Seventy-five years ago today, May 12, 1942, American submarines inflicted the final major casualties of the Battle of the Coral Sea, a fight that tested the skill of our Navy on, under and above the sea.

The Battle of the Coral Sea etched names in our history and heritage: Rear Adm. Frank Jack Fletcher, Lt. “Jo Jo” Powers, Lt. Milton Ricketts, Dauntlesses Devastators aircraft (VB 2, VB 5, VS 2, VS 5, VT 2, VT 5), USS Hammann (DDG 412), USS Neosho (AO 23), USS Lexington (CV 2) and USS Yorktown (CV 5).

A mushroom cloud rises after a heavy explosion on board USS Lexington (CV 2), May 8, 1942. This is probably the great explosion from the detonation of torpedo warheads stowed in the starboard side of the hangar, aft, that followed an explosion amidships at 5:27 p.m. Note USS Yorktown (CV-5) on the horizon in the left center, and destroyer USS Hammann (DD 412) at the extreme left. (U.S. Navy photo/Released)
A mushroom cloud rises after a heavy explosion on board USS Lexington (CV 2), May 8, 1942. This is probably the great explosion from the detonation of torpedo warheads stowed in the starboard side of the hangar, aft, that followed an explosion amidships at 5:27 p.m. Note USS Yorktown (CV 5) on the horizon in the left center, and destroyer USS Hammann (DD 412) at the extreme left. (U.S. Navy photo/Released)

The enemy sank our aircraft carrier USS Lexington and so badly damaged another carrier, USS Yorktown, they thought it too was lost.

But the carrier, captain and crew were tough, resilient and determined. And so was our Navy.

On May 27, Yorktown made it back into the Pearl Harbor channel and eased into drydock at the Pearl Harbor Naval Shipyard, met by Adm. Chester Nimitz, who conducted an immediate inspection.

Back then, Sailors and civilians were still in recovery mode after the attacks of Dec. 7, 1941. Shipyard workers were repairing hulls, propellers and pumps on damaged ships.

Simultaneously, ashore at what is now known as Joint Base Pearl Harbor-Hickam, preparations were underway for the battle that would turn the tides in America’s favor in the war in the Pacific.

While Imperial Japan felt emboldened and confident after the destruction the Japanese inflicted to our Pacific Fleet battleships, we were quietly getting ready to engage in multiple domains, including cyber, through codebreaking.

At Station Hypo in Building One, Navy code breakers, led by Lt. Cmdr. Edwin Layton and Lt. Cmdr. Joe Rochefort, provided intelligence to Nimitz about the enemy’s plans to attack Midway Atoll. The surprise, combined with luck and courage, would give the Americans the edge despite the armada they faced at Midway.

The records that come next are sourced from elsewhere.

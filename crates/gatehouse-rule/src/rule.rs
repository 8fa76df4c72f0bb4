//! The declarative access rule document.
//!
//! Rules arrive from an external management interface (REST API or file
//! loader) as JSON documents; this module defines their schema. Validation
//! and compilation happen in [`validate`](crate::validate) and
//! [`pattern`](crate::pattern) before a rule becomes active.

use gatehouse_core::Upstream;
use http::Method;
use serde::{Deserialize, Serialize};

/// Maximum length of a rule id.
pub const RULE_ID_MAX_LEN: usize = 190;

/// A single access rule, checked against every inbound request.
///
/// A rule binds a URL match pattern to an ordered chain of authenticators,
/// exactly one authorizer, exactly one mutator, and the upstream the request
/// is forwarded to when every stage passes.
///
/// The id is immutable once the rule is created; updates replace the whole
/// document under the same id.
#[derive(Debug, Clone, PartialEq, Serialize, Deserialize)]
pub struct Rule {
    /// Unique id of the rule, at most 190 characters. The layout is up to
    /// the operator; the id is what management interfaces address.
    pub id: String,

    /// Human-readable description.
    #[serde(default, skip_serializing_if = "Option::is_none")]
    pub description: Option<String>,

    /// The method set and URL pattern this rule matches.
    #[serde(rename = "match")]
    pub match_: RuleMatch,

    /// Authentication handlers, evaluated in array order. The first handler
    /// to return a positive result wins; handlers that decline pass to the
    /// next entry.
    pub authenticators: Vec<HandlerRef>,

    /// The authorization handler applied to the authenticated subject.
    pub authorizer: HandlerRef,

    /// The mutation handler that produces the forwarding request.
    pub mutator: HandlerRef,

    /// Where matching, authorized requests are forwarded to.
    pub upstream: Upstream,
}

/// The method set and path pattern used to select a rule.
#[derive(Debug, Clone, PartialEq, Eq, Serialize, Deserialize)]
pub struct RuleMatch {
    /// HTTP methods this rule applies to (e.g. `["GET", "POST"]`). Compared
    /// case-insensitively against the request method.
    pub methods: Vec<String>,

    /// The path pattern. Supports static segments, `{name}` parameters, a
    /// trailing `*` wildcard, and `<regex>` delimited segments - see
    /// [`PathPattern`](crate::PathPattern).
    pub path: String,
}

impl RuleMatch {
    /// Returns true if the method set contains the given method.
    #[must_use]
    pub fn matches_method(&self, method: &Method) -> bool {
        self.methods
            .iter()
            .any(|m| m.eq_ignore_ascii_case(method.as_str()))
    }
}

/// A reference to a handler implementation plus its configuration.
///
/// `handler` names the registered implementation (e.g. `"anonymous"`,
/// `"allow"`, `"header"`); `config` is the handler-specific payload, opaque
/// to the rule layer and validated by the handler itself.
#[derive(Debug, Clone, PartialEq, Serialize, Deserialize)]
pub struct HandlerRef {
    /// The registered handler kind.
    pub handler: String,

    /// Handler-specific configuration.
    #[serde(default, skip_serializing_if = "serde_json::Value::is_null")]
    pub config: serde_json::Value,
}

impl HandlerRef {
    /// Creates a handler reference with no configuration.
    #[must_use]
    pub fn new(handler: impl Into<String>) -> Self {
        Self {
            handler: handler.into(),
            config: serde_json::Value::Null,
        }
    }

    /// Attaches configuration, builder style.
    #[must_use]
    pub fn with_config(mut self, config: serde_json::Value) -> Self {
        self.config = config;
        self
    }
}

Meanwhile, at the Pearl Harbor Naval Shipyard, workers, who had already been working for months to salvage, recover and repair warships in the harbor, would have to perform a miracle for Yorktown.

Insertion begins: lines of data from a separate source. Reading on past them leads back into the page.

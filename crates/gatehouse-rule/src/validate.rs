//! Load-time rule validation.
//!
//! Every rule set is validated as a whole before it can become active; a
//! malformed set is rejected in full and the previously active set stays in
//! place. Nothing validated here can fail again inside the pipeline.

use crate::pattern::PathPattern;
use crate::rule::{Rule, RULE_ID_MAX_LEN};
use gatehouse_core::GatehouseError;
use std::collections::{HashMap, HashSet};

/// Validates a rule set.
///
/// Checks, per rule:
/// - id is non-empty and at most [`RULE_ID_MAX_LEN`] characters
/// - the method set is non-empty
/// - the authenticator chain is non-empty
/// - the path pattern compiles
///
/// And across the set:
/// - ids are unique
/// - no two rules share identical pattern text with overlapping method sets
///   (such rules would be indistinguishable by specificity and are a
///   configuration error)
pub fn validate_rules(rules: &[Rule]) -> Result<(), GatehouseError> {
    let mut seen_ids = HashSet::new();
    let mut by_pattern: HashMap<&str, Vec<&Rule>> = HashMap::new();

    for rule in rules {
        if rule.id.is_empty() {
            return Err(GatehouseError::config("rule id must not be empty"));
        }
        if rule.id.len() > RULE_ID_MAX_LEN {
            return Err(GatehouseError::config(format!(
                "rule id {:?} exceeds {RULE_ID_MAX_LEN} characters",
                rule.id
            )));
        }
        if !seen_ids.insert(rule.id.as_str()) {
            return Err(GatehouseError::config(format!(
                "duplicate rule id {:?}",
                rule.id
            )));
        }
        if rule.match_.methods.is_empty() {
            return Err(GatehouseError::config(format!(
                "rule {:?} has an empty method set",
                rule.id
            )));
        }
        if rule.authenticators.is_empty() {
            return Err(GatehouseError::config(format!(
                "rule {:?} has no authenticators",
                rule.id
            )));
        }

        PathPattern::compile(&rule.match_.path).map_err(|err| {
            GatehouseError::config(format!("rule {:?}: {err}", rule.id))
        })?;

        let same_pattern = by_pattern.entry(rule.match_.path.as_str()).or_default();
        for earlier in same_pattern.iter() {
            let overlap = earlier.match_.methods.iter().any(|m| {
                rule.match_
                    .methods
                    .iter()
                    .any(|n| n.eq_ignore_ascii_case(m))
            });
            if overlap {
                return Err(GatehouseError::config(format!(
                    "rules {:?} and {:?} share pattern {:?} with overlapping methods",
                    earlier.id, rule.id, rule.match_.path
                )));
            }
        }
        same_pattern.push(rule);
    }

    Ok(())
}

#[cfg(test)]
mod tests {
    use super::*;
    use crate::rule::{HandlerRef, RuleMatch};
    use gatehouse_core::Upstream;

    fn rule(id: &str, methods: &[&str], path: &str) -> Rule {
        Rule {
            id: id.to_string(),
            description: None,
            match_: RuleMatch {
                methods: methods.iter().map(ToString::to_string).collect(),
                path: path.to_string(),
            },
            authenticators: vec![HandlerRef::new("anonymous")],
            authorizer: HandlerRef::new("allow"),
            mutator: HandlerRef::new("noop"),
            upstream: Upstream::new("http://upstream.internal"),
        }
    }

    #[test]
    fn test_valid_rule_set() {
        let rules = vec![
            rule("r1", &["GET"], "/api/*"),
            rule("r2", &["POST"], "/api/users"),
        ];
        assert!(validate_rules(&rules).is_ok());
    }

    #[test]
    fn test_empty_id_rejected() {
        assert!(validate_rules(&[rule("", &["GET"], "/")]).is_err());
    }

    #[test]
    fn test_oversized_id_rejected() {
        let long_id = "x".repeat(RULE_ID_MAX_LEN + 1);
        assert!(validate_rules(&[rule(&long_id, &["GET"], "/")]).is_err());
    }

    #[test]
    fn test_id_at_limit_accepted() {
        let id = "x".repeat(RULE_ID_MAX_LEN);
        assert!(validate_rules(&[rule(&id, &["GET"], "/")]).is_ok());
    }

    #[test]
    fn test_duplicate_id_rejected() {
        let rules = vec![rule("r1", &["GET"], "/a"), rule("r1", &["POST"], "/b")];
        let err = validate_rules(&rules).unwrap_err();
        assert!(err.to_string().contains("duplicate rule id"));
    }

    #[test]
    fn test_empty_authenticators_rejected() {
        let mut bad = rule("r1", &["GET"], "/");
        bad.authenticators.clear();
        assert!(validate_rules(&[bad]).is_err());
    }

    #[test]
    fn test_empty_method_set_rejected() {
        assert!(validate_rules(&[rule("r1", &[], "/")]).is_err());
    }

    #[test]
    fn test_bad_pattern_rejected() {
        let err = validate_rules(&[rule("r1", &["GET"], "/users/{}")]).unwrap_err();
        assert!(err.to_string().contains("r1"));
    }

    #[test]
    fn test_identical_pattern_overlapping_methods_rejected() {
        let rules = vec![
            rule("r1", &["GET", "POST"], "/api/users"),
            rule("r2", &["post"], "/api/users"),
        ];
        let err = validate_rules(&rules).unwrap_err();
        assert!(err.to_string().contains("overlapping methods"));
    }

    #[test]
    fn test_identical_pattern_disjoint_methods_accepted() {
        let rules = vec![
            rule("r1", &["GET"], "/api/users"),
            rule("r2", &["POST"], "/api/users"),
        ];
        assert!(validate_rules(&rules).is_ok());
    }
}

View of damage on USS Yorktown’s third and fourth decks, amidships, caused by a 250 kilogram bomb hit received during the Battle of Coral Sea. This view looks forward and to starboard from the ship's centerline at frame 110. The photographer is in compartment C-301-L , shooting down through the third deck into compartment C-402-A. The large hole in the deck was made by the bomb's explosion. Many men were killed or badly injured in C-301-L, a crew's messing space that was the assembly area for the ship's engineering repair party. (U.S. Navy photo/Released)
View of damage on USS Yorktown’s third and fourth decks, amidships, caused by a 250 kilogram bomb hit received during the Battle of Coral Sea. This view looks forward and to starboard from the ship’s centerline at frame 110. The photographer is in compartment C-301-L , shooting down through the third deck into compartment C-402-A. The large hole in the deck was made by the bomb’s explosion. Many men were killed or badly injured in C-301-L, a crew’s messing space that was the assembly area for the ship’s engineering repair party. (U.S. Navy photo/Released)

Nimitz ordered the ship to be ready in three days.

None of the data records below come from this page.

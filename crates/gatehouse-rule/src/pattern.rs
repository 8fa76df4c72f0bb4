//! Compiled path patterns.
//!
//! A rule's `match.path` string is compiled once, at load time, into a
//! [`PathPattern`]: a sequence of segments matched against the request path
//! segment by segment. Four segment forms are supported:
//!
//! - **static** - `users`, matched literally
//! - **parameter** - `{id}`, matches any single non-empty segment and
//!   captures it under the given name
//! - **regex** - `<v[0-9]+>`, the segment must match the anchored regular
//!   expression between the angle brackets
//! - **wildcard** - `*` or `*rest`, must be the final segment; matches zero
//!   or more remaining segments (captured under the given name, if any)
//!
//! ## Specificity
//!
//! Overlapping patterns are resolved by a documented total order, compared
//! at the first segment where two patterns differ in kind:
//! static beats parameter beats regex beats wildcard. If one pattern is a
//! prefix of the other, the longer one wins. Remaining ties fall back to
//! the raw pattern text, so the ordering is deterministic for any rule set.

use gatehouse_core::GatehouseError;
use regex::Regex;
use smallvec::SmallVec;
use std::cmp::Ordering;
use std::collections::HashMap;

/// One compiled pattern segment.
#[derive(Debug, Clone)]
enum Segment {
    /// Literal segment.
    Static(String),
    /// `{name}` - single-segment capture.
    Param(String),
    /// `<regex>` - anchored regular expression over one segment.
    Regex(Regex),
    /// `*` or `*name` - trailing catch-all.
    Wildcard(Option<String>),
}

impl Segment {
    /// Specificity rank; lower is more specific.
    const fn rank(&self) -> u8 {
        match self {
            Self::Static(_) => 0,
            Self::Param(_) => 1,
            Self::Regex(_) => 2,
            Self::Wildcard(_) => 3,
        }
    }
}

/// A compiled, matchable path pattern.
///
/// # Example
///
/// ```
/// use gatehouse_rule::PathPattern;
///
/// let pattern = PathPattern::compile("/users/{id}/posts").unwrap();
/// let params = pattern.matches("/users/123/posts").unwrap();
/// assert_eq!(params.get("id").map(String::as_str), Some("123"));
/// assert!(pattern.matches("/users/123").is_none());
/// ```
#[derive(Debug, Clone)]
pub struct PathPattern {
    raw: String,
    segments: SmallVec<[Segment; 8]>,
}

impl PathPattern {
    /// Compiles a pattern string.
    ///
    /// Fails with a `Config` error on an empty parameter name, an unclosed
    /// regex delimiter, an invalid regular expression, a wildcard that is
    /// not the final segment, or a wildcard capture name with characters
    /// outside `[A-Za-z0-9_]`.
    pub fn compile(pattern: &str) -> Result<Self, GatehouseError> {
        let parts: Vec<&str> = pattern.split('/').filter(|s| !s.is_empty()).collect();
        let mut segments: SmallVec<[Segment; 8]> = SmallVec::new();

        for (index, part) in parts.iter().enumerate() {
            let segment = if let Some(name) =
                part.strip_prefix('{').and_then(|s| s.strip_suffix('}'))
            {
                if name.is_empty() {
                    return Err(GatehouseError::config(format!(
                        "pattern {pattern:?}: parameter segment has no name"
                    )));
                }
                Segment::Param(name.to_string())
            } else if let Some(inner) = part.strip_prefix('<') {
                let Some(inner) = inner.strip_suffix('>') else {
                    return Err(GatehouseError::config(format!(
                        "pattern {pattern:?}: unclosed regex segment {part:?}"
                    )));
                };
                let regex = Regex::new(&format!("^(?:{inner})$")).map_err(|err| {
                    GatehouseError::config(format!(
                        "pattern {pattern:?}: invalid regex segment {part:?}: {err}"
                    ))
                })?;
                Segment::Regex(regex)
            } else if let Some(name) = part.strip_prefix('*') {
                if index + 1 != parts.len() {
                    return Err(GatehouseError::config(format!(
                        "pattern {pattern:?}: wildcard must be the final segment"
                    )));
                }
                if !name.chars().all(|c| c.is_ascii_alphanumeric() || c == '_') {
                    return Err(GatehouseError::config(format!(
                        "pattern {pattern:?}: invalid wildcard name {name:?}"
                    )));
                }
                let name = (!name.is_empty()).then(|| name.to_string());
                Segment::Wildcard(name)
            } else {
                Segment::Static((*part).to_string())
            };
            segments.push(segment);
        }

        Ok(Self {
            raw: pattern.to_string(),
            segments,
        })
    }

    /// Returns the raw pattern text.
    #[must_use]
    pub fn raw(&self) -> &str {
        &self.raw
    }

    /// Tests a request path against this pattern.
    ///
    /// Returns the captured parameters on a match, `None` otherwise. The
    /// test is side-effect-free and safe to call concurrently.
    #[must_use]
    pub fn matches(&self, path: &str) -> Option<HashMap<String, String>> {
        let parts: Vec<&str> = path.split('/').filter(|s| !s.is_empty()).collect();
        let mut params = HashMap::new();

        for (index, segment) in self.segments.iter().enumerate() {
            match segment {
                Segment::Static(expected) => {
                    if parts.get(index) != Some(&expected.as_str()) {
                        return None;
                    }
                }
                Segment::Param(name) => {
                    let value = parts.get(index)?;
                    params.insert(name.clone(), (*value).to_string());
                }
                Segment::Regex(regex) => {
                    let value = parts.get(index)?;
                    if !regex.is_match(value) {
                        return None;
                    }
                }
                Segment::Wildcard(name) => {
                    // Matches zero or more remaining segments.
                    if let Some(name) = name {
                        params.insert(name.clone(), parts[index.min(parts.len())..].join("/"));
                    }
                    return Some(params);
                }
            }
        }

        (parts.len() == self.segments.len()).then_some(params)
    }

    /// Compares two patterns by specificity.
    ///
    /// `Less` means `self` is more specific and wins the tie-break. This is
    /// a total order: segment kind at the first difference, then segment
    /// count (longer wins), then raw pattern text.
    #[must_use]
    pub fn cmp_specificity(&self, other: &Self) -> Ordering {
        for (a, b) in self.segments.iter().zip(other.segments.iter()) {
            let ordering = a.rank().cmp(&b.rank());
            if ordering != Ordering::Equal {
                return ordering;
            }
        }
        other
            .segments
            .len()
            .cmp(&self.segments.len())
            .then_with(|| self.raw.cmp(&other.raw))
    }
}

According to historian Thomas Cutler, “Civilian yard workers swarmed aboard armed with a different arsenal of war – hammers, acetylene torches and the like – and soon the ship echoed with a cacophony of frantic but purposeful activity. Working around the clock in temperatures sometimes reaching 120 degrees, these workers labored in an eerie world of pulsating light, choking smoke, pungent fumes and a racing clock. Three days later, the resurrection was complete. Yorktown steamed down the channel, headed for sea and ‘rendezvous with destiny,’ civilian workers spilling from her insides into small boats alongside as she went.”

Cutler said the U.S. Navy’s victory at the Battle of Midway is shared by those workers here at Pearl Harbor. “The miracle began when others fought exhaustion and the clock to do the seemingly impossible.”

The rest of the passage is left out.